(INFORMATION begins)
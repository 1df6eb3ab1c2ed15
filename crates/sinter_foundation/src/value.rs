//! The tagged value representation.
//!
//! Every runtime value is one of five variants. Immediates (numbers,
//! booleans, `null` and `undefined`) are stored inline; everything else
//! (pairs, arrays, strings, closures, environments and stream thunks) lives
//! in the heap and is reached through a [`HeapId`].

use std::fmt;
use std::hash::{Hash, Hasher};

use crate::types::Type;

/// Opaque handle to a heap object.
///
/// Two handles denote the same object iff they are equal.
#[derive(Clone, Copy, Debug, PartialEq, Eq, Hash, PartialOrd, Ord)]
pub struct HeapId(u32);

impl HeapId {
    /// Creates a handle from a raw slot index.
    #[must_use]
    pub const fn new(index: u32) -> Self {
        Self(index)
    }

    /// Returns the raw slot index.
    #[must_use]
    pub const fn index(self) -> u32 {
        self.0
    }
}

impl fmt::Display for HeapId {
    fn fmt(&self, f: &mut fmt::Formatter<'_>) -> fmt::Result {
        write!(f, "#{}", self.0)
    }
}

/// A runtime value.
#[derive(Clone, Copy, Debug, Default)]
pub enum Value {
    /// IEEE-754 double.
    Number(f64),
    /// Boolean.
    Boolean(bool),
    /// The empty list.
    Null,
    /// The absence of a value.
    #[default]
    Undefined,
    /// Reference to a heap object.
    Reference(HeapId),
}

impl Value {
    /// Returns true if this is `null`.
    #[must_use]
    pub const fn is_null(&self) -> bool {
        matches!(self, Self::Null)
    }

    /// Returns true if this is `undefined`.
    #[must_use]
    pub const fn is_undefined(&self) -> bool {
        matches!(self, Self::Undefined)
    }

    /// Returns true if this is a number.
    #[must_use]
    pub const fn is_number(&self) -> bool {
        matches!(self, Self::Number(_))
    }

    /// Returns true if this is a boolean.
    #[must_use]
    pub const fn is_boolean(&self) -> bool {
        matches!(self, Self::Boolean(_))
    }

    /// Returns true if this refers to a heap object.
    #[must_use]
    pub const fn is_reference(&self) -> bool {
        matches!(self, Self::Reference(_))
    }

    /// Returns the number if this is one.
    #[must_use]
    pub const fn as_number(&self) -> Option<f64> {
        match self {
            Self::Number(n) => Some(*n),
            _ => None,
        }
    }

    /// Returns the boolean if this is one.
    #[must_use]
    pub const fn as_boolean(&self) -> Option<bool> {
        match self {
            Self::Boolean(b) => Some(*b),
            _ => None,
        }
    }

    /// Returns the heap handle if this is a reference.
    #[must_use]
    pub const fn as_reference(&self) -> Option<HeapId> {
        match self {
            Self::Reference(id) => Some(*id),
            _ => None,
        }
    }

    /// Returns the type of an immediate, or `None` for heap references
    /// (whose type is only known to the heap).
    #[must_use]
    pub const fn immediate_type(&self) -> Option<Type> {
        match self {
            Self::Number(_) => Some(Type::Number),
            Self::Boolean(_) => Some(Type::Boolean),
            Self::Null => Some(Type::Null),
            Self::Undefined => Some(Type::Undefined),
            Self::Reference(_) => None,
        }
    }

    /// Identity comparison for immediates.
    ///
    /// Numbers compare with IEEE-754 semantics, so `NaN` is not identical to
    /// itself and `0` is identical to `-0`. References compare by handle.
    /// String contents are not consulted here; the heap layers that on top.
    #[must_use]
    pub fn identical(&self, other: &Self) -> bool {
        match (self, other) {
            (Self::Number(a), Self::Number(b)) => a == b,
            (Self::Boolean(a), Self::Boolean(b)) => a == b,
            (Self::Null, Self::Null) | (Self::Undefined, Self::Undefined) => true,
            (Self::Reference(a), Self::Reference(b)) => a == b,
            _ => false,
        }
    }
}

/// Host-side equality: numbers compare bitwise so that `Value` can be `Eq`.
///
/// This is not the language's `===`; see [`Value::identical`].
impl PartialEq for Value {
    fn eq(&self, other: &Self) -> bool {
        match (self, other) {
            (Self::Number(a), Self::Number(b)) => a.to_bits() == b.to_bits(),
            (Self::Boolean(a), Self::Boolean(b)) => a == b,
            (Self::Null, Self::Null) | (Self::Undefined, Self::Undefined) => true,
            (Self::Reference(a), Self::Reference(b)) => a == b,
            _ => false,
        }
    }
}

impl Eq for Value {}

impl Hash for Value {
    fn hash<H: Hasher>(&self, state: &mut H) {
        std::mem::discriminant(self).hash(state);
        match self {
            Self::Number(n) => n.to_bits().hash(state),
            Self::Boolean(b) => b.hash(state),
            Self::Null | Self::Undefined => {}
            Self::Reference(id) => id.hash(state),
        }
    }
}

impl From<f64> for Value {
    fn from(n: f64) -> Self {
        Self::Number(n)
    }
}

impl From<i32> for Value {
    fn from(n: i32) -> Self {
        Self::Number(f64::from(n))
    }
}

impl From<bool> for Value {
    fn from(b: bool) -> Self {
        Self::Boolean(b)
    }
}

impl From<HeapId> for Value {
    fn from(id: HeapId) -> Self {
        Self::Reference(id)
    }
}

impl fmt::Display for Value {
    fn fmt(&self, f: &mut fmt::Formatter<'_>) -> fmt::Result {
        match self {
            Self::Number(n) => f.write_str(&format_number(*n)),
            Self::Boolean(b) => write!(f, "{b}"),
            Self::Null => f.write_str("null"),
            Self::Undefined => f.write_str("undefined"),
            Self::Reference(id) => write!(f, "<object {id}>"),
        }
    }
}

/// Formats a number the way JavaScript's `Number.prototype.toString` does
/// for the common cases: integers print without a fraction, non-finite
/// values print as `NaN`/`Infinity`, and very large or very small
/// magnitudes use exponent notation with an explicit sign.
#[must_use]
pub fn format_number(n: f64) -> String {
    if n.is_nan() {
        return "NaN".to_string();
    }
    if n.is_infinite() {
        return if n > 0.0 { "Infinity" } else { "-Infinity" }.to_string();
    }
    if n == 0.0 {
        return "0".to_string();
    }
    let magnitude = n.abs();
    if (1e-6..1e21).contains(&magnitude) {
        return format!("{n}");
    }
    let exp = format!("{n:e}");
    match exp.split_once('e') {
        Some((mantissa, power)) if !power.starts_with('-') => format!("{mantissa}e+{power}"),
        _ => exp,
    }
}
(INFORMATION ends)
Copy out the data above, word for word.

• **SOLUTION TO THIS PROBLEM**
repository 1df6eb3ab1c2ed15
filename crates/sinter_foundation/src/value.rs
//! The tagged value representation.
//!
//! Every runtime value is one of five variants. Immediates (numbers,
//! booleans, `null` and `undefined`) are stored inline; everything else
//! (pairs, arrays, strings, closures, environments and stream thunks) lives
//! in the heap and is reached through a [`HeapId`].

use std::fmt;
use std::hash::{Hash, Hasher};

use crate::types::Type;

/// Opaque handle to a heap object.
///
/// Two handles denote the same object iff they are equal.
#[derive(Clone, Copy, Debug, PartialEq, Eq, Hash, PartialOrd, Ord)]
pub struct HeapId(u32);

impl HeapId {
    /// Creates a handle from a raw slot index.
    #[must_use]
    pub const fn new(index: u32) -> Self {
        Self(index)
    }

    /// Returns the raw slot index.
    #[must_use]
    pub const fn index(self) -> u32 {
        self.0
    }
}

impl fmt::Display for HeapId {
    fn fmt(&self, f: &mut fmt::Formatter<'_>) -> fmt::Result {
        write!(f, "#{}", self.0)
    }
}

/// A runtime value.
#[derive(Clone, Copy, Debug, Default)]
pub enum Value {
    /// IEEE-754 double.
    Number(f64),
    /// Boolean.
    Boolean(bool),
    /// The empty list.
    Null,
    /// The absence of a value.
    #[default]
    Undefined,
    /// Reference to a heap object.
    Reference(HeapId),
}

impl Value {
    /// Returns true if this is `null`.
    #[must_use]
    pub const fn is_null(&self) -> bool {
        matches!(self, Self::Null)
    }

    /// Returns true if this is `undefined`.
    #[must_use]
    pub const fn is_undefined(&self) -> bool {
        matches!(self, Self::Undefined)
    }

    /// Returns true if this is a number.
    #[must_use]
    pub const fn is_number(&self) -> bool {
        matches!(self, Self::Number(_))
    }

    /// Returns true if this is a boolean.
    #[must_use]
    pub const fn is_boolean(&self) -> bool {
        matches!(self, Self::Boolean(_))
    }

    /// Returns true if this refers to a heap object.
    #[must_use]
    pub const fn is_reference(&self) -> bool {
        matches!(self, Self::Reference(_))
    }

    /// Returns the number if this is one.
    #[must_use]
    pub const fn as_number(&self) -> Option<f64> {
        match self {
            Self::Number(n) => Some(*n),
            _ => None,
        }
    }

    /// Returns the boolean if this is one.
    #[must_use]
    pub const fn as_boolean(&self) -> Option<bool> {
        match self {
            Self::Boolean(b) => Some(*b),
            _ => None,
        }
    }

    /// Returns the heap handle if this is a reference.
    #[must_use]
    pub const fn as_reference(&self) -> Option<HeapId> {
        match self {
            Self::Reference(id) => Some(*id),
            _ => None,
        }
    }

    /// Returns the type of an immediate, or `None` for heap references
    /// (whose type is only known to the heap).
    #[must_use]
    pub const fn immediate_type(&self) -> Option<Type> {
        match self {
            Self::Number(_) => Some(Type::Number),
            Self::Boolean(_) => Some(Type::Boolean),
            Self::Null => Some(Type::Null),
            Self::Undefined => Some(Type::Undefined),
            Self::Reference(_) => None,
        }
    }

    /// Identity comparison for immediates.
    ///
    /// Numbers compare with IEEE-754 semantics, so `NaN` is not identical to
    /// itself and `0` is identical to `-0`. References compare by handle.
    /// String contents are not consulted here; the heap layers that on top.
    #[must_use]
    pub fn identical(&self, other: &Self) -> bool {
        match (self, other) {
            (Self::Number(a), Self::Number(b)) => a == b,
            (Self::Boolean(a), Self::Boolean(b)) => a == b,
            (Self::Null, Self::Null) | (Self::Undefined, Self::Undefined) => true,
            (Self::Reference(a), Self::Reference(b)) => a == b,
            _ => false,
        }
    }
}

/// Host-side equality: numbers compare bitwise so that `Value` can be `Eq`.
///
/// This is not the language's `===`; see [`Value::identical`].
impl PartialEq for Value {
    fn eq(&self, other: &Self) -> bool {
        match (self, other) {
            (Self::Number(a), Self::Number(b)) => a.to_bits() == b.to_bits(),
            (Self::Boolean(a), Self::Boolean(b)) => a == b,
            (Self::Null, Self::Null) | (Self::Undefined, Self::Undefined) => true,
            (Self::Reference(a), Self::Reference(b)) => a == b,
            _ => false,
        }
    }
}

impl Eq for Value {}

impl Hash for Value {
    fn hash<H: Hasher>(&self, state: &mut H) {
        std::mem::discriminant(self).hash(state);
        match self {
            Self::Number(n) => n.to_bits().hash(state),
            Self::Boolean(b) => b.hash(state),
            Self::Null | Self::Undefined => {}
            Self::Reference(id) => id.hash(state),
        }
    }
}

impl From<f64> for Value {
    fn from(n: f64) -> Self {
        Self::Number(n)
    }
}

impl From<i32> for Value {
    fn from(n: i32) -> Self {
        Self::Number(f64::from(n))
    }
}

impl From<bool> for Value {
    fn from(b: bool) -> Self {
        Self::Boolean(b)
    }
}

impl From<HeapId> for Value {
    fn from(id: HeapId) -> Self {
        Self::Reference(id)
    }
}

impl fmt::Display for Value {
    fn fmt(&self, f: &mut fmt::Formatter<'_>) -> fmt::Result {
        match self {
            Self::Number(n) => f.write_str(&format_number(*n)),
            Self::Boolean(b) => write!(f, "{b}"),
            Self::Null => f.write_str("null"),
            Self::Undefined => f.write_str("undefined"),
            Self::Reference(id) => write!(f, "<object {id}>"),
        }
    }
}

/// Formats a number the way JavaScript's `Number.prototype.toString` does
/// for the common cases: integers print without a fraction, non-finite
/// values print as `NaN`/`Infinity`, and very large or very small
/// magnitudes use exponent notation with an explicit sign.
#[must_use]
pub fn format_number(n: f64) -> String {
    if n.is_nan() {
        return "NaN".to_string();
    }
    if n.is_infinite() {
        return if n > 0.0 { "Infinity" } else { "-Infinity" }.to_string();
    }
    if n == 0.0 {
        return "0".to_string();
    }
    let magnitude = n.abs();
    if (1e-6..1e21).contains(&magnitude) {
        return format!("{n}");
    }
    let exp = format!("{n:e}");
    match exp.split_once('e') {
        Some((mantissa, power)) if !power.starts_with('-') => format!("{mantissa}e+{power}"),
        _ => exp,
    }
}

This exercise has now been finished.